A ce rythme, y-aura-t-il encore des fleurs au cœur de l'été ?
Les botanistes sont eux aussi aux anges. Guy Lalière, spécialiste des plantes comestibles et médicinales, reconnaît le fleurissement spectaculaire. Néanmoins, lui qui passe son temps à accompagner des groupes du Massif Central aux Alpes jusqu'en Crête, s'interroge quand même : « Je ne sais pas comment je vais pouvoir faire mes stages dans quelques semaines. Y' aura-t-il encore des fleurs à ce rythme ? Les myrtilles sont déjà mûres. Et je ne sais pas si c'est dû au hasard, mais j'ai même vu sur le Puy Giroux, à Opme (Puy-de-Dôme), un Pigamon jaune, c'est une plante toxique que je n'avais plus vu depuis bien longtemps ».Les sentiers nous accueillent avec des haies d'honneurs bigarrées.
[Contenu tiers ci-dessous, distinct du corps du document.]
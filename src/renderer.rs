// src/renderer.rs
use egui::{Color32, Painter, Rect, Stroke as EguiStroke};

use crate::document::Document;
use crate::element::Element;
use crate::preview::Preview;

/// Side length of the square drawing surface, in points
pub const SURFACE_SIZE: f32 = 256.0;

/// Redraws the whole surface from model state every frame
#[derive(Debug)]
pub struct Renderer {
    background: Color32,
    frame: Color32,
}

impl Default for Renderer {
    fn default() -> Self {
        Self {
            background: Color32::WHITE,
            frame: Color32::DARK_GRAY,
        }
    }
}

impl Renderer {
    pub fn new() -> Self {
        Self::default()
    }

    /// Renders one full pass: background, committed strokes, committed
    /// stickers, then the preview on top
    ///
    /// Args:
    ///     painter (egui::Painter): The painter to draw with
    ///     rect (egui::Rect): Screen rectangle occupied by the surface
    ///     document (Document): Committed content, drawn in insertion order
    ///     preview (Option<&Preview>): Transient tool indicator, if any
    pub fn render(
        &self,
        painter: &Painter,
        rect: Rect,
        document: &Document,
        preview: Option<&Preview>,
    ) {
        // Clip so strokes dragged past the edge do not spill out
        let painter = painter.with_clip_rect(rect);
        painter.rect_filled(rect, 0.0, self.background);
        painter.rect_stroke(rect, 0.0, EguiStroke::new(1.0, self.frame));

        let origin = rect.min.to_vec2();
        for stroke in document.strokes() {
            stroke.draw(&painter, origin);
        }
        // Stickers draw after strokes, so they always sit on top
        for sticker in document.stickers() {
            sticker.draw(&painter, origin);
        }
        if let Some(preview) = preview {
            preview.draw(&painter, origin);
        }
    }
}
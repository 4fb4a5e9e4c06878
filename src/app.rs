use egui::{Painter, Rect, Response};

use crate::controller::ToolController;
use crate::document::Document;
use crate::history::StrokeHistory;
use crate::input::{InputHandler, PointerEvent};
use crate::panels;
use crate::renderer::Renderer;

/// We derive Deserialize/Serialize so we can persist app state on shutdown.
#[derive(serde::Deserialize, serde::Serialize)]
#[serde(default)] // if we add new fields, give them default values when deserializing old state
pub struct SketchpadApp {
    // Tool preferences survive restarts; drawings are deliberately transient
    controller: ToolController,
    #[serde(skip)]
    document: Document,
    #[serde(skip)]
    history: StrokeHistory,
    #[serde(skip)]
    input: InputHandler,
    #[serde(skip)]
    renderer: Renderer,
    // Draft text of the custom sticker prompt while it is open
    #[serde(skip)]
    sticker_prompt: Option<String>,
}

impl Default for SketchpadApp {
    fn default() -> Self {
        Self {
            controller: ToolController::new(),
            document: Document::new(),
            history: StrokeHistory::new(),
            input: InputHandler::new(),
            renderer: Renderer::new(),
            sticker_prompt: None,
        }
    }
}

impl SketchpadApp {
    /// Called once before the first frame.
    pub fn new(cc: &eframe::CreationContext<'_>) -> Self {
        // Load previous app state (if any).
        // Note that you must enable the `persistence` feature for this to work.
        if let Some(storage) = cc.storage {
            return eframe::get_value(storage, eframe::APP_KEY).unwrap_or_default();
        }

        Default::default()
    }

    pub fn controller(&self) -> &ToolController {
        &self.controller
    }

    pub fn controller_mut(&mut self) -> &mut ToolController {
        &mut self.controller
    }

    pub fn document(&self) -> &Document {
        &self.document
    }

    pub fn history(&self) -> &StrokeHistory {
        &self.history
    }

    pub fn undo(&mut self) {
        if self.history.undo(&mut self.document) {
            log::info!("Undid last stroke");
        }
    }

    pub fn redo(&mut self) {
        if self.history.redo(&mut self.document) {
            log::info!("Redid last undone stroke");
        }
    }

    pub fn clear_surface(&mut self) {
        self.history.clear(&mut self.document);
        log::info!("Surface cleared");
    }

    pub fn open_sticker_prompt(&mut self) {
        self.sticker_prompt = Some(String::new());
    }

    /// Feed one frame of surface interaction through the controller
    pub fn handle_surface_input(&mut self, response: &Response) {
        for event in self.input.events(response.rect, response) {
            match event {
                PointerEvent::Down(pos) => {
                    self.controller
                        .on_pointer_down(pos, &mut self.document, &mut self.history);
                }
                PointerEvent::Move(pos) => {
                    self.controller.on_pointer_move(pos, &mut self.document);
                }
                PointerEvent::Hover(pos) => self.controller.on_pointer_hover(pos),
                PointerEvent::Up => self.controller.on_pointer_up(),
            }
        }
    }

    pub fn render_surface(&self, painter: &Painter, rect: Rect) {
        self.renderer
            .render(painter, rect, &self.document, self.controller.preview());
    }

    fn handle_shortcuts(&mut self, ctx: &egui::Context) {
        // Leave keys alone while a text field has focus, and never pop
        // the stroke that is still being drawn
        if ctx.wants_keyboard_input() || self.controller.is_placing() {
            return;
        }

        ctx.input_mut(|i| {
            if i.consume_key(
                egui::Modifiers::COMMAND | egui::Modifiers::SHIFT,
                egui::Key::Z,
            ) || i.consume_key(egui::Modifiers::COMMAND, egui::Key::Y)
            {
                self.redo();
            } else if i.consume_key(egui::Modifiers::COMMAND, egui::Key::Z) {
                self.undo();
            }
        });
    }

    fn sticker_prompt_window(&mut self, ctx: &egui::Context) {
        if self.sticker_prompt.is_none() {
            return;
        }

        let mut close_prompt = false;
        let mut do_register = false;

        if let Some(draft) = self.sticker_prompt.as_mut() {
            egui::Window::new("Custom sticker")
                .collapsible(false)
                .resizable(false)
                .anchor(egui::Align2::CENTER_CENTER, [0.0, 0.0])
                .show(ctx, |ui| {
                    ui.label("Enter an emoji or short text:");
                    ui.add_space(4.0);

                    let response = ui.text_edit_singleline(draft);

                    // Request focus only when first opened (not every frame)
                    if !response.has_focus() {
                        response.request_focus();
                    }

                    // Handle Enter key
                    if response.lost_focus() && ui.input(|i| i.key_pressed(egui::Key::Enter)) {
                        do_register = true;
                    }

                    ui.add_space(8.0);
                    ui.horizontal(|ui| {
                        if ui.button("Add").clicked() {
                            do_register = true;
                        }
                        if ui.button("Cancel").clicked() {
                            close_prompt = true;
                        }
                    });
                });
        }

        // Close on Escape key
        if ctx.input(|i| i.key_pressed(egui::Key::Escape)) {
            close_prompt = true;
        }

        if do_register {
            if let Some(draft) = self.sticker_prompt.take() {
                // Whitespace-only input is silently dropped by the controller
                self.controller.register_glyph(&draft);
            }
        } else if close_prompt {
            self.sticker_prompt = None;
        }
    }
}

impl eframe::App for SketchpadApp {
    /// Called by the frame work to save state before shutdown.
    fn save(&mut self, storage: &mut dyn eframe::Storage) {
        eframe::set_value(storage, eframe::APP_KEY, self);
    }

    /// Called each time the UI needs repainting, which may be many times per second.
    fn update(&mut self, ctx: &egui::Context, _frame: &mut eframe::Frame) {
        self.handle_shortcuts(ctx);

        panels::tools_panel(self, ctx);
        panels::canvas_panel(self, ctx);

        self.sticker_prompt_window(ctx);
    }
}
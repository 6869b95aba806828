//! Parsing of free-text position descriptors such as `"DM (R)"` or
//! `"AM/DM (L/C)"`.
//!
//! Position tokens are uppercase letter runs joined by `/`, taken from text
//! outside parentheses. Side flags come from the parenthetical text.

use std::collections::BTreeSet;

use crate::error::{Result, SelectionError};
use crate::role::PositionCategory;

/// Side flags parsed from the parenthetical part of a position descriptor.
///
/// Sides are parsed but not consulted by role filtering; they are kept for
/// matching formations that distinguish left and right slots.
#[derive(Debug, Clone, Copy, Default, PartialEq, Eq)]
pub struct Sides {
    pub right: bool,
    pub left: bool,
    pub centre: bool,
}

impl Sides {
    fn from_text(text: &str) -> Self {
        Self {
            right: text.contains('R'),
            left: text.contains('L'),
            centre: text.contains('C'),
        }
    }
}

/// The generic categories and sides a player can occupy.
#[derive(Debug, Clone, Default, PartialEq, Eq)]
pub struct AllowedPositionSet {
    tokens: Vec<String>,
    categories: BTreeSet<PositionCategory>,
    sides: Sides,
}

impl AllowedPositionSet {
    /// Parses a position descriptor.
    ///
    /// # Errors
    ///
    /// Returns [`SelectionError::MalformedPositionText`] when no position token
    /// can be extracted.
    ///
    /// # Example
    ///
    /// ```
    /// use squadforge_core::{AllowedPositionSet, PositionCategory};
    ///
    /// let set = AllowedPositionSet::parse("AM/DM (L/C)").unwrap();
    /// assert!(set.allows(PositionCategory::AttackingMidfielder));
    /// assert!(set.allows(PositionCategory::DefensiveMidfielder));
    /// assert!(!set.allows(PositionCategory::Midfielder));
    /// assert!(set.sides().left && set.sides().centre && !set.sides().right);
    /// ```
    pub fn parse(text: &str) -> Result<Self> {
        let set = Self::parse_lossy(text);
        if set.tokens.is_empty() {
            return Err(SelectionError::MalformedPositionText(text.to_string()));
        }
        Ok(set)
    }

    /// Parses a position descriptor, yielding an empty set when nothing can
    /// be extracted.
    pub fn parse_lossy(text: &str) -> Self {
        let mut tokens = Vec::new();
        let mut side_text = String::new();
        let mut current = String::new();
        let mut depth = 0usize;

        for ch in text.chars() {
            match ch {
                '(' => {
                    push_token(&mut tokens, &mut current);
                    depth += 1;
                }
                ')' => depth = depth.saturating_sub(1),
                _ if depth > 0 => side_text.push(ch),
                'A'..='Z' | '/' => current.push(ch),
                _ => push_token(&mut tokens, &mut current),
            }
        }
        push_token(&mut tokens, &mut current);

        let categories = PositionCategory::ALL
            .into_iter()
            .filter(|category| {
                // A bare token like "DM" is its own single component.
                tokens
                    .iter()
                    .any(|token| token.split('/').any(|part| part == category.code()))
            })
            .collect();

        Self {
            tokens,
            categories,
            sides: Sides::from_text(&side_text),
        }
    }

    /// Returns true if the player can occupy the category.
    pub fn allows(&self, category: PositionCategory) -> bool {
        self.categories.contains(&category)
    }

    /// Extracted position tokens, e.g. `["AM/DM"]`.
    pub fn tokens(&self) -> &[String] {
        &self.tokens
    }

    pub fn categories(&self) -> &BTreeSet<PositionCategory> {
        &self.categories
    }

    pub fn sides(&self) -> Sides {
        self.sides
    }

    /// True when no category is allowed.
    pub fn is_empty(&self) -> bool {
        self.categories.is_empty()
    }
}

fn push_token(tokens: &mut Vec<String>, current: &mut String) {
    let token = current.trim_matches('/');
    if token.chars().any(|c| c.is_ascii_uppercase()) {
        tokens.push(token.to_string());
    }
    current.clear();
}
Dans des cascades de rose, de parme, de fuchsia. Comme si toutes autant qu'elles sont, les fleurs avaient elles aussi attendu l'heure du déconfinement pour reprendre goût à la vie et célébrer la liberté retrouvée. Ici, un nid de lis martagon côtoie un tapis d'oeillets des bois. Quand, plus loin, une compagnie de campanules à belles fleurs toisent de leur grandeur une colonie de mauves musquées. Il semblerait, en tout cas, que de là où elles sont, toutes ces fleurs de printemps se moquent bien du climat et de ses bouleversements. Elles nous montrent la voie de l’adaptation et semblent nous inviter à l’emprunter.